%%

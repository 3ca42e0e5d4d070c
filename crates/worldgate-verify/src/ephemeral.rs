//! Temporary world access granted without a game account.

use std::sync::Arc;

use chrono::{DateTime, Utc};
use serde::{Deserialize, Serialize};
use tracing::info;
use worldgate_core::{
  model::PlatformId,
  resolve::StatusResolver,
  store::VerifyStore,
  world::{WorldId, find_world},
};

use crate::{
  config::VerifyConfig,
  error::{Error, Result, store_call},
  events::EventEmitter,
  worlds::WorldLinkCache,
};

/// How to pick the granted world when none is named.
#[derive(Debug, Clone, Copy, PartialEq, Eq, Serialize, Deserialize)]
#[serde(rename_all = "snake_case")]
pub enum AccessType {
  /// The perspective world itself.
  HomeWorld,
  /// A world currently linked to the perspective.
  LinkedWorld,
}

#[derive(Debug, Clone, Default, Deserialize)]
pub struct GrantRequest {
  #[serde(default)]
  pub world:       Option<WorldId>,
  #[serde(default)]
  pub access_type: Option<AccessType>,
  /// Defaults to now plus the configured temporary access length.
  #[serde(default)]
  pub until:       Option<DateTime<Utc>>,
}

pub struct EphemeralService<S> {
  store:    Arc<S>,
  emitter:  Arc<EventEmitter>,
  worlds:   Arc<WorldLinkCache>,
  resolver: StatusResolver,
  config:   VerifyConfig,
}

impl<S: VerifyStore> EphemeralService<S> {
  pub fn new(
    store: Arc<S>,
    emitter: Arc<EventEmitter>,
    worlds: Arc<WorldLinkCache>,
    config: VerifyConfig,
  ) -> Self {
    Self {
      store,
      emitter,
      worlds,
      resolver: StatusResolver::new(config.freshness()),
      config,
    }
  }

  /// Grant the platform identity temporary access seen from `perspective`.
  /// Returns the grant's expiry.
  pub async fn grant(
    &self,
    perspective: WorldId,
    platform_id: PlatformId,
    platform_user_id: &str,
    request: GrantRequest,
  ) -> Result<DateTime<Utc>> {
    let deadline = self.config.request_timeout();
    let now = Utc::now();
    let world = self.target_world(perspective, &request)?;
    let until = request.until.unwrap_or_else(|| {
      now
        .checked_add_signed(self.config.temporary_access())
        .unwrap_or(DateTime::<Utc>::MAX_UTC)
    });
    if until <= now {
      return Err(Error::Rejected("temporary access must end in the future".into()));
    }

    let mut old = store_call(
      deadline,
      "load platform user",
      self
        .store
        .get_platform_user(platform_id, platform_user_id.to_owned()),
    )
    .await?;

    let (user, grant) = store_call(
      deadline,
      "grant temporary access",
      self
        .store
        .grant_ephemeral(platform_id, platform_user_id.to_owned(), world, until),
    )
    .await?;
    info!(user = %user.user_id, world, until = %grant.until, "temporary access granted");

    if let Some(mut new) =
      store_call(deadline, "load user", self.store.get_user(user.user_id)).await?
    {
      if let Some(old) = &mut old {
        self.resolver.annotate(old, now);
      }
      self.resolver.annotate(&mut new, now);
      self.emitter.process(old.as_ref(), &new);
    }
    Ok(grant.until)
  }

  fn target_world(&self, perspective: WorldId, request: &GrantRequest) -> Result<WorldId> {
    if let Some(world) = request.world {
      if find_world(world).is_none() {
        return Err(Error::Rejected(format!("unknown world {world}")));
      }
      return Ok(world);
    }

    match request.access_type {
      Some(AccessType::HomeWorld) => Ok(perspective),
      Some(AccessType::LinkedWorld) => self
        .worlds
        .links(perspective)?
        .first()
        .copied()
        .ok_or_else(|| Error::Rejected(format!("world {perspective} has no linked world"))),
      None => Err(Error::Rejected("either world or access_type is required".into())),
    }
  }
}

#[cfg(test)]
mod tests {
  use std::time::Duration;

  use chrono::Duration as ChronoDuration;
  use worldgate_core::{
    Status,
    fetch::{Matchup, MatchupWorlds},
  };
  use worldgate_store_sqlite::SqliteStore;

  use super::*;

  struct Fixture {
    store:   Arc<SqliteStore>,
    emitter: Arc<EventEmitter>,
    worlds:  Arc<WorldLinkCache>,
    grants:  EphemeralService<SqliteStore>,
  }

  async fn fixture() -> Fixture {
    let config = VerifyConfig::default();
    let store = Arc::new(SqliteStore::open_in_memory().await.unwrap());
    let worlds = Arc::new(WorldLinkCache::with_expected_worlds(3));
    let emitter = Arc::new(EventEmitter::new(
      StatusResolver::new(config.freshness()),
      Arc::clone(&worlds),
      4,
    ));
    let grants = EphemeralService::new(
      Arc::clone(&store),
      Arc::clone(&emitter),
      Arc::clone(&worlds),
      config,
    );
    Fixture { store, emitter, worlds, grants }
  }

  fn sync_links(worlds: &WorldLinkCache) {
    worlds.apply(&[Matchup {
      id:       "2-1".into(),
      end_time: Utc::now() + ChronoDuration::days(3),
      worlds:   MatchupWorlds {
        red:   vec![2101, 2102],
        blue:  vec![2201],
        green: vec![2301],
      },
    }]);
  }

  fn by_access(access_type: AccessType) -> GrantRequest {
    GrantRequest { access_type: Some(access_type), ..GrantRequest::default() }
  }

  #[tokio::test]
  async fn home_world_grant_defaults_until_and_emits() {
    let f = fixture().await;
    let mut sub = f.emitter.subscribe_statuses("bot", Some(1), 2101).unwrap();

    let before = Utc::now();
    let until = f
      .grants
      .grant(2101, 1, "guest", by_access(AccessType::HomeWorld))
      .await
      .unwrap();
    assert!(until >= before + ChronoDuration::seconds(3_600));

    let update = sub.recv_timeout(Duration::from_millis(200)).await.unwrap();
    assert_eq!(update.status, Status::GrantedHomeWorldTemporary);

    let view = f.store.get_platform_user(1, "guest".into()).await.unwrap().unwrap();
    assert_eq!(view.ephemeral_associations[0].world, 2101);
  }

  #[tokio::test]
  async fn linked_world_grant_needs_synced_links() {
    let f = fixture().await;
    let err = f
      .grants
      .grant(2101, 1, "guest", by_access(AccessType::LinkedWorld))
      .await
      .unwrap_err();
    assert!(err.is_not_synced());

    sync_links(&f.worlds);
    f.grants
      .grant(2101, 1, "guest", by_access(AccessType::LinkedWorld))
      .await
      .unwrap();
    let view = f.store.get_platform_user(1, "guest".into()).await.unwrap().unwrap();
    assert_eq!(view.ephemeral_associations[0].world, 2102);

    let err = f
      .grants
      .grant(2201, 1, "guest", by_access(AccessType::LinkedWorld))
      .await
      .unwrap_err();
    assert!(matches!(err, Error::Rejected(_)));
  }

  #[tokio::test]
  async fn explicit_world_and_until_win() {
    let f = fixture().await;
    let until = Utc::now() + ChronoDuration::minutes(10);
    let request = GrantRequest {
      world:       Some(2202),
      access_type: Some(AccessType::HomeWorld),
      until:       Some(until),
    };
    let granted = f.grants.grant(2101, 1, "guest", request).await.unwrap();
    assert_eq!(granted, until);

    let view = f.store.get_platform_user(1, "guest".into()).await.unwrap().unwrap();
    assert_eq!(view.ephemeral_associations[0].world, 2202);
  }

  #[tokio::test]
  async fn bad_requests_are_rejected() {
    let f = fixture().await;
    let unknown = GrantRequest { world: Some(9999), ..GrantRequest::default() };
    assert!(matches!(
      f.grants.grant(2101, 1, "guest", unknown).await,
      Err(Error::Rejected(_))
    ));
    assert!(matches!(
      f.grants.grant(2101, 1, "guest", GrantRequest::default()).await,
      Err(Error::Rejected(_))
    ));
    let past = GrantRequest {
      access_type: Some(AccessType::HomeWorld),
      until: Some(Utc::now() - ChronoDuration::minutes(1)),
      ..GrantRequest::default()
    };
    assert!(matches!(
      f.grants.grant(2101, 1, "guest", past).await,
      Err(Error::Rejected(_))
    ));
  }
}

%%
%%

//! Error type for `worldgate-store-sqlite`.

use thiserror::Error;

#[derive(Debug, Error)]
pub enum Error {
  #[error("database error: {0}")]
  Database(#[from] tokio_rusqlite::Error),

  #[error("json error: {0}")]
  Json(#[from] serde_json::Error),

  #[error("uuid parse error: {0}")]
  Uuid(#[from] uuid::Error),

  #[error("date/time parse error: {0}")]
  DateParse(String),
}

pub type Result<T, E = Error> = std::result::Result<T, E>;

%%

Go through the records above. Copy each line in which the string "uuid" appears.

  #[error("uuid parse error: {0}")]
  Uuid(#[from] uuid::Error),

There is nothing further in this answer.